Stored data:
=== Begin Enclosure ===
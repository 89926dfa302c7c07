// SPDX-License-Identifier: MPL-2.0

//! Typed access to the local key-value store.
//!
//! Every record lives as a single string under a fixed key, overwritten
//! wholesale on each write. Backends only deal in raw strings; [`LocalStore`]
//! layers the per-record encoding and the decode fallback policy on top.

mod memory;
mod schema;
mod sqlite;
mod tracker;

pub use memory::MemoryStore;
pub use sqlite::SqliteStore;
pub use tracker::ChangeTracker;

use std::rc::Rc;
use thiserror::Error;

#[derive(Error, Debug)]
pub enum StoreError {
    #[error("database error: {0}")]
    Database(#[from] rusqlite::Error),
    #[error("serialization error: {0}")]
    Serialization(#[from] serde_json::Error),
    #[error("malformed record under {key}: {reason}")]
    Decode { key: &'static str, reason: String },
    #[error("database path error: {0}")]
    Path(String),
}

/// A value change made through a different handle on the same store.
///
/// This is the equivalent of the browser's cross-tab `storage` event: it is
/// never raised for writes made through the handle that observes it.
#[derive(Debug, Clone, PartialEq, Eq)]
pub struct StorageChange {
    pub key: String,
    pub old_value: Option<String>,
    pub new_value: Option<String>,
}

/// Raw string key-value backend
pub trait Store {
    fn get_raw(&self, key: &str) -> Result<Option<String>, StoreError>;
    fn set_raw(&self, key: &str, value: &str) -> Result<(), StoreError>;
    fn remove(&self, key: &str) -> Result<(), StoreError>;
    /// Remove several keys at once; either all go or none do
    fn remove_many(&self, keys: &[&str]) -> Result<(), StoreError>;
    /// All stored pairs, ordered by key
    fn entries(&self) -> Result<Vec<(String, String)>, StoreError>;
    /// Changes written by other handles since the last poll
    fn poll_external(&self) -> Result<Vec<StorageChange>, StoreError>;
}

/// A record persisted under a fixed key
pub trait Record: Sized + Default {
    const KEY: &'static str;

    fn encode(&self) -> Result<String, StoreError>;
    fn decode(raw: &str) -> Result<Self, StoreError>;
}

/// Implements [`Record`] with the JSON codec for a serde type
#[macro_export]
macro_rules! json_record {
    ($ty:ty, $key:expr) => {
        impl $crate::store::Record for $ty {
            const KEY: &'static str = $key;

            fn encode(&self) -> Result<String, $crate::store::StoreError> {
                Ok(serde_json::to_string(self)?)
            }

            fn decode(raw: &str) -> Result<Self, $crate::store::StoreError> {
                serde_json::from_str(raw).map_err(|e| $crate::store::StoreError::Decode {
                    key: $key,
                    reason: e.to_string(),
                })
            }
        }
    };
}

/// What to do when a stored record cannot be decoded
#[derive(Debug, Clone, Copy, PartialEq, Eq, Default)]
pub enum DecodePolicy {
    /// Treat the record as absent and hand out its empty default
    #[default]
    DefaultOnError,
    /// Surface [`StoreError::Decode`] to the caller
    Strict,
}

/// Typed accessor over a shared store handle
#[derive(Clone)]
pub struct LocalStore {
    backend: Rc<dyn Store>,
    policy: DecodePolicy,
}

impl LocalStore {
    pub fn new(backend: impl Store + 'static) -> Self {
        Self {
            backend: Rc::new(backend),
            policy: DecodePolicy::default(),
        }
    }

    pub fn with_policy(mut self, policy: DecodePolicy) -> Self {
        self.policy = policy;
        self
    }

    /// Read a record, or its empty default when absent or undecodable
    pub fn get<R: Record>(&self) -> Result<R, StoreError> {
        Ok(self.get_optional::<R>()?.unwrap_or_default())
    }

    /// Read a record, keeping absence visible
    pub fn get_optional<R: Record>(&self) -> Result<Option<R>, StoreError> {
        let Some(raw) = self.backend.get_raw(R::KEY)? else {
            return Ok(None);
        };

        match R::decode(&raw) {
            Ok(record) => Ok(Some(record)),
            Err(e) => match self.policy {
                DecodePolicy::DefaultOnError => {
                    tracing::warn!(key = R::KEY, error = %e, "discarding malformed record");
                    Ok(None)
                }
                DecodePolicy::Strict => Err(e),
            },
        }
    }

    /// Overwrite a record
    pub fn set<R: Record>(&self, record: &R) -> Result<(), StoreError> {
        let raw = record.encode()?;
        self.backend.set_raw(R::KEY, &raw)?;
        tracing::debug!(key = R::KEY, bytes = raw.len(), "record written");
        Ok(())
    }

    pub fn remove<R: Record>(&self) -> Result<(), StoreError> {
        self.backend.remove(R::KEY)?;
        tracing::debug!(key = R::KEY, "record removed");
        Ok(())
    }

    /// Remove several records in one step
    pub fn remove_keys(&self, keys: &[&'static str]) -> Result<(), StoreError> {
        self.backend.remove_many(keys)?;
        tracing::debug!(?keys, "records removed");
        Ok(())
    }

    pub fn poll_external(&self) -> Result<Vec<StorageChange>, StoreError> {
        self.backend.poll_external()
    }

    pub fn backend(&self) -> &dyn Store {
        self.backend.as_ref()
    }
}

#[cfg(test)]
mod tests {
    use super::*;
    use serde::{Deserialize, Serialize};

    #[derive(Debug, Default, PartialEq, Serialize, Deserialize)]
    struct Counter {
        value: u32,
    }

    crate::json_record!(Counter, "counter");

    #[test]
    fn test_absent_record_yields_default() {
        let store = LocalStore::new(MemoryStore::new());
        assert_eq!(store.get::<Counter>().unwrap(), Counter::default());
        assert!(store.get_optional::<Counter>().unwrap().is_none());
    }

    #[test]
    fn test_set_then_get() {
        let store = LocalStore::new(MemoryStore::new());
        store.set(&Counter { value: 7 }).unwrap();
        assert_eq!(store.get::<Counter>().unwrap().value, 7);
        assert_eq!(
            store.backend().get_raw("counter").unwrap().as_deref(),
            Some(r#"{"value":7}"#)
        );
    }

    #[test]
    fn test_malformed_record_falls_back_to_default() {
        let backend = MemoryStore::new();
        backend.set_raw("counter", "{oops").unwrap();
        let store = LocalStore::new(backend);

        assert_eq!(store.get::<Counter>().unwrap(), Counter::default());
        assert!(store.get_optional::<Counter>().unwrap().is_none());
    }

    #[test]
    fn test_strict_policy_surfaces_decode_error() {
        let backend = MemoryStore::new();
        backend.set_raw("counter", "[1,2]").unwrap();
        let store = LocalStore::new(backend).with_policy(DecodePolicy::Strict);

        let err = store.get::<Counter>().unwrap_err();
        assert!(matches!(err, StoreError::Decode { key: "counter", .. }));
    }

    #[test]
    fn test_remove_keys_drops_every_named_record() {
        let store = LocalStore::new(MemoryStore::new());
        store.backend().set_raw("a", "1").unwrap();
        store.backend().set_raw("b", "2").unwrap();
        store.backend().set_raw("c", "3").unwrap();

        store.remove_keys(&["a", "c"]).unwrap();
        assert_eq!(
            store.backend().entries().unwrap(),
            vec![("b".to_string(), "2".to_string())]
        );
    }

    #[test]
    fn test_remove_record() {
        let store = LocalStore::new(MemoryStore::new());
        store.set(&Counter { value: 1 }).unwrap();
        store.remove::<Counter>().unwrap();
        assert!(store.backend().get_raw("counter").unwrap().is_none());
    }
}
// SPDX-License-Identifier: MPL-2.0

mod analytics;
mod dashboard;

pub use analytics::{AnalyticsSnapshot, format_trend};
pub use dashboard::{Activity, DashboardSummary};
=== End Enclosure ===
Output each record precisely as written.

repository 89926dfa302c7c07
// SPDX-License-Identifier: MPL-2.0

//! Typed access to the local key-value store.
//!
//! Every record lives as a single string under a fixed key, overwritten
//! wholesale on each write. Backends only deal in raw strings; [`LocalStore`]
//! layers the per-record encoding and the decode fallback policy on top.

mod memory;
mod schema;
mod sqlite;
mod tracker;

pub use memory::MemoryStore;
pub use sqlite::SqliteStore;
pub use tracker::ChangeTracker;

use std::rc::Rc;
use thiserror::Error;

#[derive(Error, Debug)]
pub enum StoreError {
    #[error("database error: {0}")]
    Database(#[from] rusqlite::Error),
    #[error("serialization error: {0}")]
    Serialization(#[from] serde_json::Error),
    #[error("malformed record under {key}: {reason}")]
    Decode { key: &'static str, reason: String },
    #[error("database path error: {0}")]
    Path(String),
}

/// A value change made through a different handle on the same store.
///
/// This is the equivalent of the browser's cross-tab `storage` event: it is
/// never raised for writes made through the handle that observes it.
#[derive(Debug, Clone, PartialEq, Eq)]
pub struct StorageChange {
    pub key: String,
    pub old_value: Option<String>,
    pub new_value: Option<String>,
}

/// Raw string key-value backend
pub trait Store {
    fn get_raw(&self, key: &str) -> Result<Option<String>, StoreError>;
    fn set_raw(&self, key: &str, value: &str) -> Result<(), StoreError>;
    fn remove(&self, key: &str) -> Result<(), StoreError>;
    /// Remove several keys at once; either all go or none do
    fn remove_many(&self, keys: &[&str]) -> Result<(), StoreError>;
    /// All stored pairs, ordered by key
    fn entries(&self) -> Result<Vec<(String, String)>, StoreError>;
    /// Changes written by other handles since the last poll
    fn poll_external(&self) -> Result<Vec<StorageChange>, StoreError>;
}

/// A record persisted under a fixed key
pub trait Record: Sized + Default {
    const KEY: &'static str;

    fn encode(&self) -> Result<String, StoreError>;
    fn decode(raw: &str) -> Result<Self, StoreError>;
}

/// Implements [`Record`] with the JSON codec for a serde type
#[macro_export]
macro_rules! json_record {
    ($ty:ty, $key:expr) => {
        impl $crate::store::Record for $ty {
            const KEY: &'static str = $key;

            fn encode(&self) -> Result<String, $crate::store::StoreError> {
                Ok(serde_json::to_string(self)?)
            }

            fn decode(raw: &str) -> Result<Self, $crate::store::StoreError> {
                serde_json::from_str(raw).map_err(|e| $crate::store::StoreError::Decode {
                    key: $key,
                    reason: e.to_string(),
                })
            }
        }
    };
}

/// What to do when a stored record cannot be decoded
#[derive(Debug, Clone, Copy, PartialEq, Eq, Default)]
pub enum DecodePolicy {
    /// Treat the record as absent and hand out its empty default
    #[default]
    DefaultOnError,
    /// Surface [`StoreError::Decode`] to the caller
    Strict,
}

/// Typed accessor over a shared store handle
#[derive(Clone)]
pub struct LocalStore {
    backend: Rc<dyn Store>,
    policy: DecodePolicy,
}

impl LocalStore {
    pub fn new(backend: impl Store + 'static) -> Self {
        Self {
            backend: Rc::new(backend),
            policy: DecodePolicy::default(),
        }
    }

    pub fn with_policy(mut self, policy: DecodePolicy) -> Self {
        self.policy = policy;
        self
    }

    /// Read a record, or its empty default when absent or undecodable
    pub fn get<R: Record>(&self) -> Result<R, StoreError> {
        Ok(self.get_optional::<R>()?.unwrap_or_default())
    }

    /// Read a record, keeping absence visible
    pub fn get_optional<R: Record>(&self) -> Result<Option<R>, StoreError> {
        let Some(raw) = self.backend.get_raw(R::KEY)? else {
            return Ok(None);
        };

        match R::decode(&raw) {
            Ok(record) => Ok(Some(record)),
            Err(e) => match self.policy {
                DecodePolicy::DefaultOnError => {
                    tracing::warn!(key = R::KEY, error = %e, "discarding malformed record");
                    Ok(None)
                }
                DecodePolicy::Strict => Err(e),
            },
        }
    }

    /// Overwrite a record
    pub fn set<R: Record>(&self, record: &R) -> Result<(), StoreError> {
        let raw = record.encode()?;
        self.backend.set_raw(R::KEY, &raw)?;
        tracing::debug!(key = R::KEY, bytes = raw.len(), "record written");
        Ok(())
    }

    pub fn remove<R: Record>(&self) -> Result<(), StoreError> {
        self.backend.remove(R::KEY)?;
        tracing::debug!(key = R::KEY, "record removed");
        Ok(())
    }

    /// Remove several records in one step
    pub fn remove_keys(&self, keys: &[&'static str]) -> Result<(), StoreError> {
        self.backend.remove_many(keys)?;
        tracing::debug!(?keys, "records removed");
        Ok(())
    }

    pub fn poll_external(&self) -> Result<Vec<StorageChange>, StoreError> {
        self.backend.poll_external()
    }

    pub fn backend(&self) -> &dyn Store {
        self.backend.as_ref()
    }
}

#[cfg(test)]
mod tests {
    use super::*;
    use serde::{Deserialize, Serialize};

    #[derive(Debug, Default, PartialEq, Serialize, Deserialize)]
    struct Counter {
        value: u32,
    }

    crate::json_record!(Counter, "counter");

    #[test]
    fn test_absent_record_yields_default() {
        let store = LocalStore::new(MemoryStore::new());
        assert_eq!(store.get::<Counter>().unwrap(), Counter::default());
        assert!(store.get_optional::<Counter>().unwrap().is_none());
    }

    #[test]
    fn test_set_then_get() {
        let store = LocalStore::new(MemoryStore::new());
        store.set(&Counter { value: 7 }).unwrap();
        assert_eq!(store.get::<Counter>().unwrap().value, 7);
        assert_eq!(
            store.backend().get_raw("counter").unwrap().as_deref(),
            Some(r#"{"value":7}"#)
        );
    }

    #[test]
    fn test_malformed_record_falls_back_to_default() {
        let backend = MemoryStore::new();
        backend.set_raw("counter", "{oops").unwrap();
        let store = LocalStore::new(backend);

        assert_eq!(store.get::<Counter>().unwrap(), Counter::default());
        assert!(store.get_optional::<Counter>().unwrap().is_none());
    }

    #[test]
    fn test_strict_policy_surfaces_decode_error() {
        let backend = MemoryStore::new();
        backend.set_raw("counter", "[1,2]").unwrap();
        let store = LocalStore::new(backend).with_policy(DecodePolicy::Strict);

        let err = store.get::<Counter>().unwrap_err();
        assert!(matches!(err, StoreError::Decode { key: "counter", .. }));
    }

    #[test]
    fn test_remove_keys_drops_every_named_record() {
        let store = LocalStore::new(MemoryStore::new());
        store.backend().set_raw("a", "1").unwrap();
        store.backend().set_raw("b", "2").unwrap();
        store.backend().set_raw("c", "3").unwrap();

        store.remove_keys(&["a", "c"]).unwrap();
        assert_eq!(
            store.backend().entries().unwrap(),
            vec![("b".to_string(), "2".to_string())]
        );
    }

    #[test]
    fn test_remove_record() {
        let store = LocalStore::new(MemoryStore::new());
        store.set(&Counter { value: 1 }).unwrap();
        store.remove::<Counter>().unwrap();
        assert!(store.backend().get_raw("counter").unwrap().is_none());
    }
}
// SPDX-License-Identifier: MPL-2.0

mod analytics;
mod dashboard;

pub use analytics::{AnalyticsSnapshot, format_trend};
pub use dashboard::{Activity, DashboardSummary};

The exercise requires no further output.